Stored data
****************

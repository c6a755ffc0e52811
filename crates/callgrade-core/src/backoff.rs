//! Exponential backoff helpers shared by credential cooldowns and
//! transient-error retries.

use rand::Rng;
use std::time::Duration;

/// `base * 2^step`, capped at `max`.
pub fn exponential(base: Duration, step: u32, max: Duration) -> Duration {
    let factor = 2u32.saturating_pow(step.min(31));
    base.checked_mul(factor).unwrap_or(max).min(max)
}

/// Exponential delay with equal jitter: uniformly drawn from
/// `[delay / 2, delay]`, so retries from concurrent requests spread out
/// without ever collapsing to zero.
pub fn jittered(base: Duration, step: u32, max: Duration) -> Duration {
    let delay = exponential(base, step, max);
    if delay.is_zero() {
        return delay;
    }
    let factor: f64 = rand::thread_rng().gen_range(0.5..=1.0);
    delay.mul_f64(factor)
}
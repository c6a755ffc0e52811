//! Client configuration.
//!
//! Built once at startup by whatever loads configuration (the CLI reads the
//! settings file and environment) and passed by reference into the pool,
//! resolver, and client. Nothing in the core reads ambient process state.

use std::time::Duration;

use crate::error::ConfigError;
use crate::model::ModelCandidate;

/// Maximum number of interchangeable API keys.
pub const MAX_CREDENTIALS: usize = 20;

pub const DEFAULT_ENDPOINT: &str = "https://generativelanguage.googleapis.com";

/// Candidate models, tried in this order on every credential.
pub const DEFAULT_MODELS: &[&str] = &["gemini-2.5-flash", "gemini-2.0-flash", "gemini-1.5-flash"];

pub const DEFAULT_RETRY_LIMIT: u32 = 2;
pub const DEFAULT_BACKOFF_BASE: Duration = Duration::from_millis(500);
pub const DEFAULT_BACKOFF_MAX: Duration = Duration::from_secs(30);
pub const DEFAULT_COOLDOWN_FLOOR: Duration = Duration::from_secs(10);
pub const DEFAULT_REQUEST_TIMEOUT: Duration = Duration::from_secs(120);

/// Validated configuration for the resilient client.
#[derive(Clone, PartialEq)]
pub struct ClientConfig {
    /// API keys in priority order; ordinal = index + 1
    pub credentials: Vec<String>,
    pub models: Vec<ModelCandidate>,
    /// Extra attempts on the same (credential, model) pair after a transient error
    pub retry_limit: u32,
    pub backoff_base: Duration,
    pub backoff_max: Duration,
    /// Shortest cooldown applied after a rate-limit signal
    pub cooldown_floor: Duration,
    /// Per-call timeout; elapsed timeouts count as transient network errors
    pub request_timeout: Duration,
    pub endpoint: String,
}

impl ClientConfig {
    /// Build a configuration with default tunables.
    ///
    /// Models are given priorities in the order supplied.
    pub fn new<I, S>(credentials: Vec<String>, models: I) -> Result<Self, ConfigError>
    where
        I: IntoIterator<Item = S>,
        S: Into<String>,
    {
        let models = models
            .into_iter()
            .enumerate()
            .map(|(i, name)| ModelCandidate::new(name, i as u32))
            .collect();

        let config = Self {
            credentials,
            models,
            retry_limit: DEFAULT_RETRY_LIMIT,
            backoff_base: DEFAULT_BACKOFF_BASE,
            backoff_max: DEFAULT_BACKOFF_MAX,
            cooldown_floor: DEFAULT_COOLDOWN_FLOOR,
            request_timeout: DEFAULT_REQUEST_TIMEOUT,
            endpoint: DEFAULT_ENDPOINT.to_string(),
        };
        config.validate()?;
        Ok(config)
    }

    pub fn with_retry_limit(mut self, retry_limit: u32) -> Self {
        self.retry_limit = retry_limit;
        self
    }

    pub fn with_backoff(mut self, base: Duration, max: Duration) -> Result<Self, ConfigError> {
        self.backoff_base = base;
        self.backoff_max = max;
        self.validate()?;
        Ok(self)
    }

    pub fn with_cooldown_floor(mut self, floor: Duration) -> Self {
        self.cooldown_floor = floor;
        self
    }

    pub fn with_request_timeout(mut self, timeout: Duration) -> Self {
        self.request_timeout = timeout;
        self
    }

    pub fn with_endpoint(mut self, endpoint: impl Into<String>) -> Result<Self, ConfigError> {
        self.endpoint = endpoint.into();
        self.validate()?;
        Ok(self)
    }

    /// Check every invariant the client relies on.
    pub fn validate(&self) -> Result<(), ConfigError> {
        if self.credentials.is_empty() {
            return Err(ConfigError::NoCredentials);
        }
        if self.credentials.len() > MAX_CREDENTIALS {
            return Err(ConfigError::TooManyCredentials(self.credentials.len()));
        }
        if let Some(i) = self.credentials.iter().position(|k| k.trim().is_empty()) {
            return Err(ConfigError::EmptyCredential(i + 1));
        }
        if self.models.is_empty() || self.models.iter().any(|m| m.name.trim().is_empty()) {
            return Err(ConfigError::NoModels);
        }
        if self.backoff_base > self.backoff_max {
            return Err(ConfigError::InvalidBackoff {
                base: self.backoff_base,
                max: self.backoff_max,
            });
        }

        let endpoint = self.endpoint.trim();
        let host = endpoint
            .strip_prefix("https://")
            .or_else(|| endpoint.strip_prefix("http://"));
        match host {
            Some(rest) if !rest.is_empty() && !rest.starts_with('/') => Ok(()),
            _ => Err(ConfigError::InvalidEndpoint(self.endpoint.clone())),
        }
    }
}

impl std::fmt::Debug for ClientConfig {
    fn fmt(&self, f: &mut std::fmt::Formatter<'_>) -> std::fmt::Result {
        f.debug_struct("ClientConfig")
            .field("credentials", &self.credentials.len())
            .field("models", &self.models)
            .field("retry_limit", &self.retry_limit)
            .field("backoff_base", &self.backoff_base)
            .field("backoff_max", &self.backoff_max)
            .field("cooldown_floor", &self.cooldown_floor)
            .field("request_timeout", &self.request_timeout)
            .field("endpoint", &self.endpoint)
            .finish()
    }
}
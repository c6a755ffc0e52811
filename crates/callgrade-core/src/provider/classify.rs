//! Map non-success HTTP responses onto the call error taxonomy.
//!
//! | Response                                              | Classification   |
//! |-------------------------------------------------------|------------------|
//! | 429, `RESOURCE_EXHAUSTED`                             | QuotaExceeded    |
//! | 401, 403, 400 with `API_KEY_INVALID` / "API key not valid" | AuthInvalid |
//! | 408, 5xx                                              | TransientNetwork |
//! | 404 and remaining 4xx                                 | ModelUnavailable |

use serde::Deserialize;
use std::time::Duration;

use crate::error::CallError;

const RETRY_INFO_TYPE: &str = "type.googleapis.com/google.rpc.RetryInfo";

#[derive(Debug, Default, Deserialize)]
struct ErrorEnvelope {
    #[serde(default)]
    error: ErrorBody,
}

#[derive(Debug, Default, Deserialize)]
struct ErrorBody {
    #[serde(default)]
    message: String,
    #[serde(default)]
    status: String,
    #[serde(default)]
    details: Vec<ErrorDetail>,
}

#[derive(Debug, Deserialize)]
struct ErrorDetail {
    #[serde(rename = "@type", default)]
    type_url: String,
    #[serde(rename = "retryDelay")]
    retry_delay: Option<String>,
    reason: Option<String>,
}

/// Classify a failed response from its status, `Retry-After` header, and body.
pub fn classify_failure(status: u16, retry_after: Option<&str>, body: &str) -> CallError {
    let envelope: ErrorEnvelope = serde_json::from_str(body).unwrap_or_default();
    let error = envelope.error;
    let message = if error.message.is_empty() {
        format!("HTTP {status}: {}", truncate(body, 200))
    } else {
        format!("HTTP {status}: {}", error.message)
    };

    let key_rejected = error
        .details
        .iter()
        .any(|d| d.reason.as_deref() == Some("API_KEY_INVALID"))
        || error.message.contains("API key not valid")
        || error.message.contains("API key expired");

    if status == 429 || error.status == "RESOURCE_EXHAUSTED" {
        let hint = error
            .details
            .iter()
            .filter(|d| d.type_url == RETRY_INFO_TYPE)
            .find_map(|d| d.retry_delay.as_deref().and_then(parse_retry_delay))
            .or_else(|| retry_after.and_then(parse_retry_after));
        return CallError::QuotaExceeded {
            retry_after: hint,
            message,
        };
    }

    match status {
        401 | 403 => CallError::AuthInvalid(message),
        400 if key_rejected => CallError::AuthInvalid(message),
        408 | 500..=599 => CallError::TransientNetwork(message),
        _ => CallError::ModelUnavailable(message),
    }
}

/// Parse a protobuf duration string such as `"17s"` or `"1.5s"`.
pub fn parse_retry_delay(value: &str) -> Option<Duration> {
    let seconds: f64 = value.trim().strip_suffix('s')?.parse().ok()?;
    Duration::try_from_secs_f64(seconds).ok()
}

/// `Retry-After` in delta-seconds form. HTTP-date values are ignored.
fn parse_retry_after(value: &str) -> Option<Duration> {
    value.trim().parse::<u64>().ok().map(Duration::from_secs)
}

fn truncate(text: &str, max_chars: usize) -> String {
    let trimmed = text.trim();
    if trimmed.chars().count() <= max_chars {
        trimmed.to_string()
    } else {
        let head: String = trimmed.chars().take(max_chars).collect();
        format!("{head}…")
    }
}
pub mod analyze;
pub mod check_keys;
pub mod score;
pub mod setup;
pub mod transcribe;

use callgrade_core::{AnalysisError, AttemptRecord};
use console::style;
use tokio_util::sync::CancellationToken;

/// Token that fires on Ctrl-C.
pub fn cancel_on_ctrl_c() -> CancellationToken {
    let token = CancellationToken::new();
    let trigger = token.clone();
    tokio::spawn(async move {
        if tokio::signal::ctrl_c().await.is_ok() {
            tracing::warn!("Interrupted, abandoning in-flight requests");
            trigger.cancel();
        }
    });
    token
}

/// Print the attempt trail of a failed session to stderr.
pub fn report_failure(err: &AnalysisError) {
    eprintln!("{} {}", style("✗").red().bold(), err);

    let trail = match err {
        AnalysisError::Aspect { source, .. } | AnalysisError::Transcript(source) => source.trail(),
        AnalysisError::Incomplete(_) => return,
    };
    if trail.is_empty() {
        eprintln!("  No credential was available to try.");
        return;
    }
    eprintln!("  Attempts:");
    for line in trail_lines(trail) {
        eprintln!("    {line}");
    }
}

fn trail_lines(trail: &[AttemptRecord]) -> Vec<String> {
    trail
        .iter()
        .map(|attempt| {
            let mut line = format!(
                "{} key #{:<2} {:<24} {}",
                attempt.timestamp.format("%H:%M:%S"),
                attempt.credential_ordinal,
                attempt.model_name,
                attempt.outcome
            );
            if let Some(detail) = &attempt.detail {
                line.push_str(": ");
                line.push_str(detail);
            }
            line
        })
        .collect()
}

****************

**Work order**.
Every line that contains the string "count" should be copied from the entries.

**Solution for this task**.
    /// Per-call timeout; elapsed timeouts count as transient network errors
    if trimmed.chars().count() <= max_chars {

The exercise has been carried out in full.